_Your objective:_ Every record must reappear in the answer exactly as given.
....
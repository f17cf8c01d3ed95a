//! Loader for the `.bff` puzzle format.
//!
//! ```text
//! # comments and blank lines are ignored
//! GRID START
//! o B o
//! o o x
//! GRID STOP
//! A 2
//! L 2 3 1 -1
//! P 3 0
//! ```
//!
//! Grid tokens are `o` (open), `x` (blocked) and `A`/`B`/`C` (fixed blocks), and may be written with or without spaces.
//! `A n`, `B n` and `C n` give movable block counts, `L x y vx vy` a lazor and `P x y` a target point,
//! all in doubled lattice coordinates.

use std::fs;
use std::num::NonZero;
use std::path::Path;
use std::str::FromStr;

use log::debug;
use strum::VariantArray;

use crate::board::Board;
use crate::builder::BoardBuilder;
use crate::cell::{Block, Cell};
use crate::error::LoadError;
use crate::location::LatticePoint;

const GRID_START: &str = "GRID START";
const GRID_STOP: &str = "GRID STOP";

enum Section {
    BeforeGrid,
    Grid { start: usize },
    AfterGrid,
}

fn parse_cell(line: usize, token: char) -> Result<Cell, LoadError> {
    match token {
        'o' => Ok(Cell::Open),
        'x' => Ok(Cell::Blocked),
        _ => Block::from_str(&token.to_string())
            .map(Cell::Fixed)
            .map_err(|_| LoadError::syntax(line, format!("unknown grid token {token:?}"))),
    }
}

fn parse_numbers<T: FromStr>(line: usize, tokens: &[&str]) -> Result<Vec<T>, LoadError> {
    tokens.iter()
        .map(|token| token.parse().map_err(|_| LoadError::syntax(line, format!("expected a number, got {token:?}"))))
        .collect()
}

fn expect_arity(line: usize, tokens: &[&str], arity: usize) -> Result<(), LoadError> {
    if tokens.len() != arity {
        return Err(LoadError::syntax(
            line,
            format!("{:?} takes {} values, got {}", tokens[0], arity - 1, tokens.len() - 1),
        ));
    }
    Ok(())
}

/// Parse a puzzle from `.bff` text.
///
/// Only the file's own consistency is checked here. A puzzle with no lazors or no movable blocks loads fine
/// and is refused later by [`Board::solve`].
pub fn parse(source: &str) -> Result<Board, LoadError> {
    let mut section = Section::BeforeGrid;
    let mut rows: Vec<Vec<Cell>> = Vec::new();
    // indexed like Block::VARIANTS
    let mut counts: [Option<usize>; 3] = [None; 3];
    let mut lazors: Vec<(LatticePoint, (i32, i32))> = Vec::new();
    let mut points: Vec<LatticePoint> = Vec::new();

    for (index, raw) in source.lines().enumerate() {
        let line = index + 1;
        let text = raw.trim();
        if text.is_empty() || text.starts_with('#') {
            continue;
        }

        if let Section::Grid { .. } = section {
            if text == GRID_STOP {
                section = Section::AfterGrid;
                continue;
            }

            let row = text.chars()
                .filter(|c| !c.is_whitespace())
                .map(|c| parse_cell(line, c))
                .collect::<Result<Vec<_>, _>>()?;
            if let Some(first) = rows.first() {
                if first.len() != row.len() {
                    return Err(LoadError::syntax(line, format!("row has {} cells, expected {}", row.len(), first.len())));
                }
            }
            rows.push(row);
            continue;
        }

        if text == GRID_START {
            if let Section::AfterGrid = section {
                return Err(LoadError::syntax(line, "a second grid"));
            }
            section = Section::Grid { start: line };
            continue;
        }

        let tokens = text.split_whitespace().collect::<Vec<_>>();
        match tokens[0] {
            "A" | "B" | "C" => {
                expect_arity(line, &tokens, 2)?;
                let block = Block::from_str(tokens[0]).map_err(|_| LoadError::syntax(line, "unknown block"))?;
                let slot = &mut counts[block as usize];
                if slot.is_some() {
                    return Err(LoadError::syntax(line, format!("count for {block} given twice")));
                }
                *slot = Some(parse_numbers::<usize>(line, &tokens[1..])?[0]);
            }
            "L" => {
                expect_arity(line, &tokens, 5)?;
                let values = parse_numbers::<i32>(line, &tokens[1..])?;
                lazors.push((LatticePoint(values[0], values[1]), (values[2], values[3])));
            }
            "P" => {
                expect_arity(line, &tokens, 3)?;
                let values = parse_numbers::<i32>(line, &tokens[1..])?;
                points.push(LatticePoint(values[0], values[1]));
            }
            other => return Err(LoadError::syntax(line, format!("unknown directive {other:?}"))),
        }
    }

    match section {
        Section::BeforeGrid => return Err(LoadError::MissingGrid),
        Section::Grid { start } => return Err(LoadError::UnterminatedGrid { line: start }),
        Section::AfterGrid => {}
    }

    let height = NonZero::new(rows.len()).ok_or(LoadError::MissingGrid)?;
    let width = NonZero::new(rows[0].len()).ok_or(LoadError::MissingGrid)?;

    let mut builder = BoardBuilder::with_dims((width, height));
    for (y, row) in rows.iter().enumerate() {
        builder.set_row(y, row);
    }
    for (block, count) in Block::VARIANTS.iter().copied().zip(counts) {
        builder.movable(block, count.unwrap_or(0));
    }
    for (origin, velocity) in lazors {
        builder.add_lazor(origin, velocity);
    }
    for point in points {
        builder.add_point(point);
    }

    let board = builder.build().map_err(|reasons| LoadError::Invalid(reasons.clone()))?;
    debug!("loaded {}x{} puzzle", width, height);
    Ok(board)
}

/// Read and [`parse`] a `.bff` file.
pub fn load(path: impl AsRef<Path>) -> Result<Board, LoadError> {
    parse(&fs::read_to_string(path)?)
}

impl FromStr for Board {
    type Err = LoadError;

    fn from_str(s: &str) -> Result<Self, Self::Err> {
        parse(s)
    }
}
....
_Response to this task:_
repository f17cf8c01d3ed95a
//! Loader for the `.bff` puzzle format.
//!
//! ```text
//! # comments and blank lines are ignored
//! GRID START
//! o B o
//! o o x
//! GRID STOP
//! A 2
//! L 2 3 1 -1
//! P 3 0
//! ```
//!
//! Grid tokens are `o` (open), `x` (blocked) and `A`/`B`/`C` (fixed blocks), and may be written with or without spaces.
//! `A n`, `B n` and `C n` give movable block counts, `L x y vx vy` a lazor and `P x y` a target point,
//! all in doubled lattice coordinates.

use std::fs;
use std::num::NonZero;
use std::path::Path;
use std::str::FromStr;

use log::debug;
use strum::VariantArray;

use crate::board::Board;
use crate::builder::BoardBuilder;
use crate::cell::{Block, Cell};
use crate::error::LoadError;
use crate::location::LatticePoint;

const GRID_START: &str = "GRID START";
const GRID_STOP: &str = "GRID STOP";

enum Section {
    BeforeGrid,
    Grid { start: usize },
    AfterGrid,
}

fn parse_cell(line: usize, token: char) -> Result<Cell, LoadError> {
    match token {
        'o' => Ok(Cell::Open),
        'x' => Ok(Cell::Blocked),
        _ => Block::from_str(&token.to_string())
            .map(Cell::Fixed)
            .map_err(|_| LoadError::syntax(line, format!("unknown grid token {token:?}"))),
    }
}

fn parse_numbers<T: FromStr>(line: usize, tokens: &[&str]) -> Result<Vec<T>, LoadError> {
    tokens.iter()
        .map(|token| token.parse().map_err(|_| LoadError::syntax(line, format!("expected a number, got {token:?}"))))
        .collect()
}

fn expect_arity(line: usize, tokens: &[&str], arity: usize) -> Result<(), LoadError> {
    if tokens.len() != arity {
        return Err(LoadError::syntax(
            line,
            format!("{:?} takes {} values, got {}", tokens[0], arity - 1, tokens.len() - 1),
        ));
    }
    Ok(())
}

/// Parse a puzzle from `.bff` text.
///
/// Only the file's own consistency is checked here. A puzzle with no lazors or no movable blocks loads fine
/// and is refused later by [`Board::solve`].
pub fn parse(source: &str) -> Result<Board, LoadError> {
    let mut section = Section::BeforeGrid;
    let mut rows: Vec<Vec<Cell>> = Vec::new();
    // indexed like Block::VARIANTS
    let mut counts: [Option<usize>; 3] = [None; 3];
    let mut lazors: Vec<(LatticePoint, (i32, i32))> = Vec::new();
    let mut points: Vec<LatticePoint> = Vec::new();

    for (index, raw) in source.lines().enumerate() {
        let line = index + 1;
        let text = raw.trim();
        if text.is_empty() || text.starts_with('#') {
            continue;
        }

        if let Section::Grid { .. } = section {
            if text == GRID_STOP {
                section = Section::AfterGrid;
                continue;
            }

            let row = text.chars()
                .filter(|c| !c.is_whitespace())
                .map(|c| parse_cell(line, c))
                .collect::<Result<Vec<_>, _>>()?;
            if let Some(first) = rows.first() {
                if first.len() != row.len() {
                    return Err(LoadError::syntax(line, format!("row has {} cells, expected {}", row.len(), first.len())));
                }
            }
            rows.push(row);
            continue;
        }

        if text == GRID_START {
            if let Section::AfterGrid = section {
                return Err(LoadError::syntax(line, "a second grid"));
            }
            section = Section::Grid { start: line };
            continue;
        }

        let tokens = text.split_whitespace().collect::<Vec<_>>();
        match tokens[0] {
            "A" | "B" | "C" => {
                expect_arity(line, &tokens, 2)?;
                let block = Block::from_str(tokens[0]).map_err(|_| LoadError::syntax(line, "unknown block"))?;
                let slot = &mut counts[block as usize];
                if slot.is_some() {
                    return Err(LoadError::syntax(line, format!("count for {block} given twice")));
                }
                *slot = Some(parse_numbers::<usize>(line, &tokens[1..])?[0]);
            }
            "L" => {
                expect_arity(line, &tokens, 5)?;
                let values = parse_numbers::<i32>(line, &tokens[1..])?;
                lazors.push((LatticePoint(values[0], values[1]), (values[2], values[3])));
            }
            "P" => {
                expect_arity(line, &tokens, 3)?;
                let values = parse_numbers::<i32>(line, &tokens[1..])?;
                points.push(LatticePoint(values[0], values[1]));
            }
            other => return Err(LoadError::syntax(line, format!("unknown directive {other:?}"))),
        }
    }

    match section {
        Section::BeforeGrid => return Err(LoadError::MissingGrid),
        Section::Grid { start } => return Err(LoadError::UnterminatedGrid { line: start }),
        Section::AfterGrid => {}
    }

    let height = NonZero::new(rows.len()).ok_or(LoadError::MissingGrid)?;
    let width = NonZero::new(rows[0].len()).ok_or(LoadError::MissingGrid)?;

    let mut builder = BoardBuilder::with_dims((width, height));
    for (y, row) in rows.iter().enumerate() {
        builder.set_row(y, row);
    }
    for (block, count) in Block::VARIANTS.iter().copied().zip(counts) {
        builder.movable(block, count.unwrap_or(0));
    }
    for (origin, velocity) in lazors {
        builder.add_lazor(origin, velocity);
    }
    for point in points {
        builder.add_point(point);
    }

    let board = builder.build().map_err(|reasons| LoadError::Invalid(reasons.clone()))?;
    debug!("loaded {}x{} puzzle", width, height);
    Ok(board)
}

/// Read and [`parse`] a `.bff` file.
pub fn load(path: impl AsRef<Path>) -> Result<Board, LoadError> {
    parse(&fs::read_to_string(path)?)
}

impl FromStr for Board {
    type Err = LoadError;

    fn from_str(s: &str) -> Result<Self, Self::Err> {
        parse(s)
    }
}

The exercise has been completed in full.